Normal leaf margin development is important for leaf morphogenesis and contributes to diverse leaf shapes in higher plants. We here show the crucial roles of an atypical type II phosphatidylinositol 4-kinase, PI4K gamma 5, in Arabidopsis leaf margin development. PI4K gamma 5 presents a dynamics expression pattern along with leaf development and a T-DNA mutant lacking PI4K gamma 5, pi4k gamma 5-1, presents serrated leaves, which is resulted from the accelerated cell division and increased auxin concentration at serration tips. Studies revealed that PI4K gamma 5 interacts with and phosphorylates a membrane-bound NAC transcription factor, ANAC078. Previous studies demonstrated that membrane-bound transcription factors regulate gene transcription by undergoing proteolytic process to translocate into nucleus, and ANAC078 undergoes proteolysis by cleaving off the transmembrane region and carboxyl terminal. Western blot analysis indeed showed that ANAC078 deleting of carboxyl terminal is significantly reduced in pi4K gamma 5-1, indicating that PI4K gamma 5 is important for the cleavage of ANAC078. This is consistent with the subcellular localization observation showing that fluorescence by GFP-ANAC078 is detected at plasma membrane but not nucleus in pi4k gamma 5-1 mutant and that expression of ANAC078 deleting of carboxyl terminal, driven by PI4K gamma 5 promoter, could rescue the leaf serration defects of pi4k gamma 5-1. Further analysis showed that ANAC078 suppresses the auxin synthesis by directly binding and regulating the expression of auxin synthesis-related genes.
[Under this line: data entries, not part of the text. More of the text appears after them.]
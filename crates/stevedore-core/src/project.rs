//! Project model consumed by the manifest generator
//!
//! A `Project` is an already-resolved compose project. The generator never
//! mutates it: every label, environment variable and volume is read from
//! here and turned into Kubernetes resources.

use std::collections::BTreeMap;
use std::fmt;
use std::path::{Path, PathBuf};

use serde::{Deserialize, Serialize};

use crate::LABEL_PREFIX;

/// A parsed compose project
#[derive(Debug, Clone, Default, Serialize, Deserialize)]
pub struct Project {
    /// Project name (explicit `name:` or the compose directory name)
    pub name: String,

    /// Directory containing the compose file
    pub working_dir: PathBuf,

    /// Services keyed by name
    pub services: BTreeMap<String, Service>,
}

impl Project {
    /// Create an empty project rooted at `working_dir`
    pub fn new(name: impl Into<String>, working_dir: impl Into<PathBuf>) -> Self {
        Self {
            name: name.into(),
            working_dir: working_dir.into(),
            services: BTreeMap::new(),
        }
    }

    /// Add a service, replacing any service with the same name
    pub fn with_service(mut self, service: Service) -> Self {
        self.services.insert(service.name.clone(), service);
        self
    }

    /// Get a service by name
    pub fn service(&self, name: &str) -> Option<&Service> {
        self.services.get(name)
    }

    /// Iterate services in name order
    pub fn services(&self) -> impl Iterator<Item = &Service> {
        self.services.values()
    }
}

/// One workload unit of the project
#[derive(Debug, Clone, Default, Serialize, Deserialize)]
pub struct Service {
    /// Service name, unique within the project
    pub name: String,

    /// Container image
    #[serde(default)]
    pub image: Option<String>,

    /// Environment variables; `None` is a pass-through variable without value
    #[serde(default)]
    pub environment: BTreeMap<String, Option<String>>,

    /// Raw labels
    #[serde(default)]
    pub labels: BTreeMap<String, String>,

    /// Declared volumes
    #[serde(default)]
    pub volumes: Vec<ServiceVolume>,

    /// Declared container ports
    #[serde(default)]
    pub ports: Vec<ServicePort>,

    /// Services this one depends on
    #[serde(default)]
    pub depends_on: Vec<String>,

    /// Container command (compose `command`)
    #[serde(default)]
    pub command: Vec<String>,

    /// Container entrypoint (compose `entrypoint`)
    #[serde(default)]
    pub entrypoint: Vec<String>,

    /// Directory used to resolve relative paths referenced by labels
    #[serde(default)]
    pub working_dir: PathBuf,
}

impl Service {
    pub fn new(name: impl Into<String>) -> Self {
        Self {
            name: name.into(),
            ..Default::default()
        }
    }

    pub fn with_image(mut self, image: impl Into<String>) -> Self {
        self.image = Some(image.into());
        self
    }

    pub fn with_env(mut self, key: impl Into<String>, value: impl Into<String>) -> Self {
        self.environment.insert(key.into(), Some(value.into()));
        self
    }

    /// Set a Stevedore label, `name` is given without the prefix
    pub fn with_label(mut self, name: &str, value: impl Into<String>) -> Self {
        self.labels
            .insert(format!("{}/{}", LABEL_PREFIX, name), value.into());
        self
    }

    pub fn with_port(mut self, port: u16) -> Self {
        self.ports.push(ServicePort::tcp(port));
        self
    }

    pub fn with_volume(mut self, volume: ServiceVolume) -> Self {
        self.volumes.push(volume);
        self
    }

    pub fn with_dependency(mut self, service: impl Into<String>) -> Self {
        self.depends_on.push(service.into());
        self
    }

    pub fn with_working_dir(mut self, dir: impl Into<PathBuf>) -> Self {
        self.working_dir = dir.into();
        self
    }

    /// Resolve a label-referenced path against the service working directory
    pub fn resolve_path(&self, path: impl AsRef<Path>) -> PathBuf {
        self.working_dir.join(path)
    }

    /// Labels under the Stevedore prefix, keyed by their bare name
    pub fn stevedore_labels(&self) -> impl Iterator<Item = (&str, &str)> {
        self.labels.iter().filter_map(|(key, value)| {
            key.strip_prefix(LABEL_PREFIX)
                .and_then(|rest| rest.strip_prefix('/'))
                .map(|name| (name, value.as_str()))
        })
    }
}

/// Transport protocol of a port
#[derive(Debug, Clone, Copy, Default, PartialEq, Eq, PartialOrd, Ord, Hash, Serialize, Deserialize)]
#[serde(rename_all = "lowercase")]
pub enum PortProtocol {
    #[default]
    Tcp,
    Udp,
    Sctp,
}

impl PortProtocol {
    /// Kubernetes protocol name
    pub fn as_k8s(&self) -> &'static str {
        match self {
            Self::Tcp => "TCP",
            Self::Udp => "UDP",
            Self::Sctp => "SCTP",
        }
    }

    pub fn parse(value: &str) -> Option<Self> {
        match value.to_ascii_lowercase().as_str() {
            "tcp" => Some(Self::Tcp),
            "udp" => Some(Self::Udp),
            "sctp" => Some(Self::Sctp),
            _ => None,
        }
    }
}

/// A container port declared by the service
#[derive(Debug, Clone, Copy, PartialEq, Eq, PartialOrd, Ord, Hash, Serialize, Deserialize)]
pub struct ServicePort {
    /// Port inside the container
    pub target: u16,

    #[serde(default)]
    pub protocol: PortProtocol,
}

impl ServicePort {
    pub fn tcp(target: u16) -> Self {
        Self {
            target,
            protocol: PortProtocol::Tcp,
        }
    }
}

impl fmt::Display for ServicePort {
    fn fmt(&self, f: &mut fmt::Formatter<'_>) -> fmt::Result {
        match self.protocol {
            PortProtocol::Tcp => write!(f, "{}", self.target),
            other => write!(f, "{}/{}", self.target, other.as_k8s().to_lowercase()),
        }
    }
}

/// Volume type
#[derive(Debug, Clone, Copy, PartialEq, Eq, Serialize, Deserialize)]
#[serde(rename_all = "lowercase")]
pub enum VolumeKind {
    /// Host path mounted into the container
    Bind,
    /// Named volume managed by the engine
    Volume,
    /// In-memory filesystem
    Tmpfs,
}

/// A volume mounted by the service
#[derive(Debug, Clone, PartialEq, Eq, Serialize, Deserialize)]
pub struct ServiceVolume {
    pub kind: VolumeKind,

    /// Host path (bind) or volume name; empty for anonymous volumes
    #[serde(default)]
    pub source: String,

    /// Mount point inside the container
    pub target: String,

    #[serde(default)]
    pub read_only: bool,
}

impl ServiceVolume {
    pub fn bind(source: impl Into<String>, target: impl Into<String>) -> Self {
        Self {
            kind: VolumeKind::Bind,
            source: source.into(),
            target: target.into(),
            read_only: false,
        }
    }

    pub fn named(source: impl Into<String>, target: impl Into<String>) -> Self {
        Self {
            kind: VolumeKind::Volume,
            source: source.into(),
            target: target.into(),
            read_only: false,
        }
    }
}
These results indicate that PI4K gamma 5 interacts with ANAC078 to negatively regulate auxin synthesis and hence influences cell proliferation and leaf development, providing informative clues for the regulation of in situ auxin synthesis and cell division, as well as the cleavage and functional mechanism of membrane-bound transcription factors.